Il serait superflu de démontrer qu’il n’y a rien à espérer d’un système de chasses, si énergique qu’on le suppose, pour maintenir une passe de 8 mètres de tirant d’eau dans un chenal de 6 kilomètres et avec une marée moyenne de 1m 50. Je ne dirai pas pour y parvenir, mais pour le tenter il faudrait d’abord exécuter deux digues pleines sur toute la longueur du chenal actuel, et, ces digues exécutées, la retenue des chasses serait tout à fait impuissante pour agir sur la passe située à l’extrémité des digues, c’est-à-dire à plus de 6 kilomètres de l’écluse de chasse. Le canal alimenté par les eaux du Nil arrivant à Suez à la cote 6 mètres, il eût été possible de régler la retenue à ce niveau avec les eaux du canal ; mais, même avec cette ressource, je ne pense pas qu’on pût espérer, à beaucoup près, de maintenir la profondeur nécessaire pour rendre la passe praticable à des navires de 7 mètres de tirant d’eau, ce qui, attendu le mouvement de la mer, exigerait au moins 8 mètres en hautes eaux, soit 6m50 en basses eaux.

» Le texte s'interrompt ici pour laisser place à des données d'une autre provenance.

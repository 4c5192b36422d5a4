//! Debate: structured argument between reviewers that disagree.
//!
//! Every disagreeing pair runs independently and concurrently. Within a
//! pair the judge only ever sees both finished arguments.
//!
//! # Pair Flow
//!
//! ```text
//! Proposed ──(both sides argue)──▶ Argued ──(judge scores)──▶ Judged
//!    │                               │
//!    └──────(generation down)────────┴──(judge down)──▶ Skipped
//! ```
//!
//! A skipped pair never blocks the round; the gate decision is made before
//! any debate starts.

pub mod judge;
pub mod runner;
pub mod state;

pub use judge::{DebateSide, Judge, JudgeError, JudgeFeedback, JudgeRequest, JudgeVerdict};
pub use runner::{DebateConfig, DebateLog, DebateRunner, PairOutcome, DEFENSE_PREAMBLE};
pub use state::{Argument, PairPhase, PairSession, PairTransition, TransitionError};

D’ailleurs, ni la ville ni les établissemens du port de Suez ne sont dignes des sacrifices qu’il faudrait faire pour les utiliser ; rien n’empêche donc de faire déboucher le canal sur le point de la rade le plus favorable pour l’établissement d’un nouveau port. D’après les renseignemens que j’ai pu réunir, je suis disposé à penser que la situation la plus avantageuse pour le nouveau port est à 5 kilomètres à l’ouest de Suez. Cet emplacement présente en effet plusieurs avantages :

1° Il est en dehors des bancs de sable qui encombrent la partie nord-est du golfe de Suez, et qui rendent si difficiles les abords du port actuel. Je n’ai aucun doute qu’on ne trouve à une petite distance de la plage la profondeur nécessaire, car la partie occidentale de la rade de Suez est la plus profonde, et la profondeur va en augmentant du côté de la rive nord-ouest, ainsi que le témoignent les sondes du commandant Moresby, qui indiquent 6, 7 et 8 brasses presque tout près de la laisse de basse mer, dans toute la partie nord-ouest de la rade.

2° Ce port serait mieux placé par rapport à la rade, dont la partie occidentale est la plus profonde et la mieux abritée.